F Rosa Rubicondior: How A Pig Destroyed Darwin.

Monday 20 February 2012

How A Pig Destroyed Darwin.


Inspired by the powerful arguments made by B. H. Shadduck, Ph.D. in his devastating polemic against Darwin published in 1925, and which is still obtainable from www.creation.org (albeit they have to give it away) I thought I would dip once more into this seminal tome. I have previously blogged about how inspired I was by this monumental work at "Oh Dear Me! How Did Darwin Get It SO Wrong?".

So, with some eagerness I looked for more inspiration in Chaper 3, entitled The Tale Of A Pail. This is what I found:

"My neighbor tells a pig story in four chapters.

(1) He bought a half starved runt of a pig.
(2) He fed it a bucket of slop and it squealed for more.
(3) He fed it a second bucket of slop and it asked for more.
(4) He put the pig in the bucket and the bucket was not nearly full.

I can believe either end of the story by itself.

My neighbor seems to believe all of it because when he tells one part he isn't thinking of the other parts.

It is easy to give mental assent to conflicting ideas, if you keep them so far apart that they do not bump each other. All I ask of students of evolution is to bring its contrary theories into focus at the same time."


So remember now, if you are ever tempted to believe in evolution, think of that neighbour and his not nearly full bucket of pig! How can science compete against this stuff, eh?

Let's see what else the wise doctor has for us.

"There are some sincere souls who think they believe in the Bible and evolution and the more they believe in one, the less they believe in the other."

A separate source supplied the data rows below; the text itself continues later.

//! C6 — Merger: topological sort, global ID assignment, dependency
//! remapping, and deduplication, composed into a single pipeline.

pub mod assign;
pub mod dedup;
pub mod remap;
pub mod topo;

use std::collections::HashMap;

use crate::domain::error::MergeError;
use crate::domain::models::{EpicBreakdown, EpicTaskResult, MergedTask};

pub use assign::PendingDeps;
pub use dedup::{DedupReport, MergeRecord};
pub use remap::{AmbiguousRef, RemapReport, UnresolvedRef};

pub struct MergeOutput {
    pub tasks: Vec<MergedTask>,
    pub remap_report: RemapReport,
    pub dedup_report: DedupReport,
}

/// Run the full merge pipeline: sort epics, assign global ids, remap
/// dependencies, deduplicate by normalized title.
pub fn merge(
    breakdown: &EpicBreakdown,
    results: &HashMap<String, EpicTaskResult>,
) -> Result<MergeOutput, MergeError> {
    let epic_order = topo::topological_sort_epics(&breakdown.epics)?;
    let assignment = assign::assign_global_ids(&epic_order, results);
    let (remapped, remap_report) = remap::remap_dependencies(
        &assignment.tasks,
        &assignment.pending_deps,
        &assignment.temp_id_to_global,
        results,
    );
    let (deduped, dedup_report) = dedup::dedup_tasks(remapped);

    Ok(MergeOutput {
        tasks: deduped,
        remap_report,
        dedup_report,
    })
}

#[cfg(test)]
mod tests {
    use super::*;
    use crate::domain::models::{Effort, Epic, Priority, TaskDef};

    fn epic(id: &str, deps: &[&str]) -> Epic {
        Epic {
            id: id.to_string(),
            title: id.to_string(),
            description: String::new(),
            prd_sections: vec![],
            estimated_task_count: 2,
            dependencies_on_epics: deps.iter().map(|s| s.to_string()).collect(),
        }
    }

    fn task(temp_id: &str, local_deps: &[&str]) -> TaskDef {
        TaskDef {
            temp_id: temp_id.to_string(),
            title: format!("Task {temp_id}"),
            description: String::new(),
            acceptance_criteria: vec!["done".to_string()],
            local_dependencies: local_deps.iter().map(|s| s.to_string()).collect(),
            cross_epic_dependencies: vec![],
            effort: Effort::Small,
            priority: Priority::MustHave,
        }
    }

    #[test]
    fn linear_epic_chain_assigns_six_tasks_in_order() {
        let breakdown = EpicBreakdown {
            epics: vec![epic("E-001", &[]), epic("E-002", &["E-001"]), epic("E-003", &["E-002"])],
        };
        let mut results = HashMap::new();
        for id in ["E-001", "E-002", "E-003"] {
            let prefix = id.replace('-', "").to_lowercase();
            results.insert(
                id.to_string(),
                EpicTaskResult {
                    epic_id: id.to_string(),
                    tasks: vec![
                        task(&format!("{}-T01", id.replace('-', "")), &[]),
                        task(&format!("{}-T02", id.replace('-', "")), &[&format!("{}-T01", id.replace('-', ""))]),
                    ],
                },
            );
            let _ = prefix;
        }

        let output = merge(&breakdown, &results).unwrap();
        let ids: Vec<&str> = output.tasks.iter().map(|t| t.global_id.as_str()).collect();
        assert_eq!(ids, vec!["T-001", "T-002", "T-003", "T-004", "T-005", "T-006"]);
    }

    #[test]
    fn cycle_in_epic_graph_propagates_as_merge_error() {
        let breakdown = EpicBreakdown {
            epics: vec![epic("E-001", &["E-002"]), epic("E-002", &["E-001"])],
        };
        let results = HashMap::new();
        let err = merge(&breakdown, &results).unwrap_err();
        let msg = err.to_string();
        assert!(msg.contains("cyclic epic dependency detected"));
        assert!(msg.contains("form a cycle"));
    }

    #[test]
    fn resolved_dependencies_never_self_reference() {
        let breakdown = EpicBreakdown { epics: vec![epic("E-001", &[])] };
        let mut results = HashMap::new();
        results.insert(
            "E-001".to_string(),
            EpicTaskResult { epic_id: "E-001".to_string(), tasks: vec![task("E001-T01", &["E001-T01"])] },
        );
        let output = merge(&breakdown, &results).unwrap();
        assert!(output.tasks[0].dependencies.is_empty());
    }
}
//! Non-blocking event emission primitive.
//!
//! Every component that emits progress events (C4, C5, C9) takes an
//! `Option<EventSink<E>>` and sends through `try_send`, dropping the event
//! on a full or absent channel rather than blocking the core algorithm on a
//! slow or disinterested consumer.

use tokio::sync::mpsc;

/// Thin wrapper around a bounded `mpsc::Sender` that never blocks the
/// caller and never panics on a full or closed channel.
#[derive(Clone)]
pub struct EventSink<E> {
    tx: mpsc::Sender<E>,
}

impl<E> EventSink<E> {
    pub fn new(tx: mpsc::Sender<E>) -> Self {
        Self { tx }
    }

    /// Emit an event. If the channel is full or the receiver has been
    /// dropped, the event is silently discarded.
    pub fn emit(&self, event: E) {
        let _ = self.tx.try_send(event);
    }
}

/// Emit through an optional sink, a no-op when `sink` is `None`.
pub fn emit<E>(sink: Option<&EventSink<E>>, event: E) {
    if let Some(sink) = sink {
        sink.emit(event);
    }
}

#[cfg(test)]
mod tests {
    use super::*;

    #[tokio::test]
    async fn emit_delivers_when_there_is_room() {
        let (tx, mut rx) = mpsc::channel(4);
        let sink = EventSink::new(tx);
        sink.emit("hello");
        assert_eq!(rx.recv().await, Some("hello"));
    }

    #[tokio::test]
    async fn emit_drops_silently_when_full() {
        let (tx, mut rx) = mpsc::channel(1);
        let sink = EventSink::new(tx);
        sink.emit("first");
        sink.emit("second"); // channel full, dropped without panicking
        assert_eq!(rx.recv().await, Some("first"));
    }

    #[test]
    fn free_function_emit_is_noop_on_none() {
        emit::<&str>(None, "ignored");
    }
}
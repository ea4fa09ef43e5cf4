//! `raven decompose` — shred, scatter, merge, and emit as one pipeline.

use std::collections::HashMap;
use std::sync::Arc;
use std::time::Duration;

use anyhow::Context;
use tokio::sync::mpsc;
use tokio_util::sync::CancellationToken;

use crate::cli::output::{output, CommandOutput};
use crate::cli::types::DecomposeArgs;
use crate::domain::error::ShredError;
use crate::domain::models::EpicTaskResult;
use crate::domain::ports::agent::Agent;
use crate::domain::ports::event_sink::EventSink;
use crate::infrastructure::agent::{SubprocessAgent, SubprocessAgentConfig};
use crate::infrastructure::config::RavenConfig;
use crate::infrastructure::rate_limit::RateLimitCoordinator;
use crate::services::shredder::ShredderConfig;
use crate::services::scatter::{self, ScatterConfig};
use crate::services::{dag, emitter, merger, shredder};

use super::{EXIT_CANCELLED, EXIT_OK, EXIT_PARTIAL};

#[derive(Debug, serde::Serialize)]
pub struct DecomposeOutput {
    pub epic_count: usize,
    pub task_count: usize,
    pub scatter_failures: usize,
    pub output_dir: String,
}

impl CommandOutput for DecomposeOutput {
    fn to_human(&self) -> String {
        format!(
            "{} epics, {} tasks ({} scatter failure(s)) written to {}",
            self.epic_count, self.task_count, self.scatter_failures, self.output_dir
        )
    }

    fn to_json(&self) -> serde_json::Value {
        serde_json::to_value(self).unwrap_or_default()
    }
}

pub async fn execute(args: DecomposeArgs, config: &RavenConfig, json_mode: bool, cancel: &CancellationToken) -> anyhow::Result<i32> {
    tokio::fs::create_dir_all(&args.work_dir).await?;

    let agent: Arc<dyn Agent> = Arc::new(SubprocessAgent::new(SubprocessAgentConfig {
        binary_path: config.agent_binary_path.clone(),
        extra_args: Vec::new(),
    }));
    let rate_limiter = Arc::new(RateLimitCoordinator::new(
        Duration::from_secs(config.rate_limit_default_wait_secs),
        config.rate_limit_jitter,
        config.rate_limit_max_waits,
    ));

    let shredder_config = ShredderConfig { max_retries: config.max_retries, ..ShredderConfig::default() };
    let breakdown_path = args.work_dir.join("breakdown.json");
    let (tx, rx) = mpsc::channel(256);
    let sink = EventSink::new(tx);
    let logger = super::spawn_event_logger(rx);

    let shred_result = shredder::shred(
        agent.as_ref(),
        &args.prd,
        &breakdown_path,
        &crate::prompts::render_shred_prompt,
        &shredder_config,
        Some(&sink),
        cancel,
    )
    .await;
    drop(sink);
    let _ = logger.await;

    let breakdown = match shred_result {
        Ok(breakdown) => breakdown,
        Err(ShredError::Cancelled) => return Ok(EXIT_CANCELLED),
        Err(e) => return Err(anyhow::anyhow!(e)).context("shred failed"),
    };
    tokio::fs::write(&breakdown_path, serde_json::to_vec_pretty(&breakdown)?).await?;

    let prd = tokio::fs::read_to_string(&args.prd).await.context("reading PRD")?;
    let scatter_config = ScatterConfig { max_retries: config.max_retries, max_concurrency: config.max_concurrency };
    let (tx, rx) = mpsc::channel(256);
    let sink = EventSink::new(tx);
    let logger = super::spawn_event_logger(rx);

    let scatter_output = scatter::scatter(
        agent.clone(),
        &config.agent_binary_path,
        rate_limiter,
        &prd,
        &breakdown,
        &args.work_dir,
        Arc::new(crate::prompts::render_scatter_prompt),
        &scatter_config,
        Some(sink),
        cancel,
    )
    .await;
    let _ = logger.await;

    for failure in &scatter_output.failures {
        tracing::warn!(epic_id = %failure.epic_id, error = ?failure.error, "epic scatter failed");
    }
    if scatter_output.cancelled {
        return Ok(EXIT_CANCELLED);
    }
    if scatter_output.successes.is_empty() {
        anyhow::bail!("all epics failed to scatter");
    }

    let mut results: HashMap<String, EpicTaskResult> = HashMap::new();
    let mut epic_titles: HashMap<String, String> = HashMap::new();
    for epic in &breakdown.epics {
        epic_titles.insert(epic.id.clone(), epic.title.clone());
    }
    for task_result in scatter_output.successes {
        results.insert(task_result.epic_id.clone(), task_result);
    }

    // Epics with no scatter result are dropped from the merge: their tasks
    // simply do not exist yet. `merger::merge` treats a missing entry as
    // zero tasks for that epic.
    let merge_output = merger::merge(&breakdown, &results).context("merge failed")?;
    dag::validate_and_assign_phases(&merge_output.tasks, &epic_titles).context("dependency graph is invalid")?;
    let depths = dag::compute_depths(&merge_output.tasks);

    let (resequenced, old_to_new) = emitter::resequence_ids(merge_output.tasks.clone());
    let remapped_depths: HashMap<String, u32> =
        depths.iter().filter_map(|(old_id, d)| old_to_new.get(old_id).map(|new_id| (new_id.clone(), *d))).collect();
    let phases = dag::assign_phases(&resequenced, &remapped_depths, &epic_titles);

    let emit_result = emitter::emit(merge_output.tasks, &depths, &epic_titles, &args.output_dir, args.force)
        .await
        .context("emit failed")?;

    let catalog = super::loop_cmd::TaskCatalog { tasks: resequenced, phases };
    catalog.save(&args.output_dir.join("catalog.json")).await.context("writing task catalog")?;

    let scatter_failures = scatter_output.failures.len();
    output(
        &DecomposeOutput {
            epic_count: breakdown.epics.len(),
            task_count: emit_result.total_tasks,
            scatter_failures,
            output_dir: emit_result.output_dir.display().to_string(),
        },
        json_mode,
    );

    if scatter_failures > 0 {
        return Ok(EXIT_PARTIAL);
    }
    Ok(EXIT_OK)
}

What? You mean you can't believe in the Bible AND evolution?

Well, I suppose that's true! So, those deluded souls who tell you they are Christians AND evolutionists can't have read the Bible properly.

"Others think they have effected a working compromise, but the compromise is usually all on one side."

Hmm... a compromise that's not a compromise, eh? Moving on...

"I want no harmony that will back the Bible in on a switch to let the circus train go by."

Er... eh?

"... I am not unmindful of those students who would like to believe the Bible, but have had evolution-ism dinned into them till their minds follow the beaten path. If such students will try to undo the dinning long enough to consider all that is missing, misapplied or contradictory in the testimony, I have no fears for the Bible."

Only someone without the dinning could fail to agree with that, obviously. I certainly have no fear of the Bible so the dinning must be completely undone.

"If you have reached the place where you look for contradictions in the Bible and connected truth in evolution, isn't it time to reverse the process in the interest of fair play?"

Well quite! How could any rational, fair-minded and fully un-dinned person connect truth in evolution with contradictions in the Bible without reversing the process and... er... connecting contradictions in the Bible with the truth in evolution?

How can anyone fail to be convinced by the pig in a pail story? So obvious now why Darwin's Theory of Evolution didn't survive this devastating onslaught.

1 comment :

  1. Oh geez, why did you have to post this. Some creo-bot anti-evolution nut job will be using it on some blog somewhere.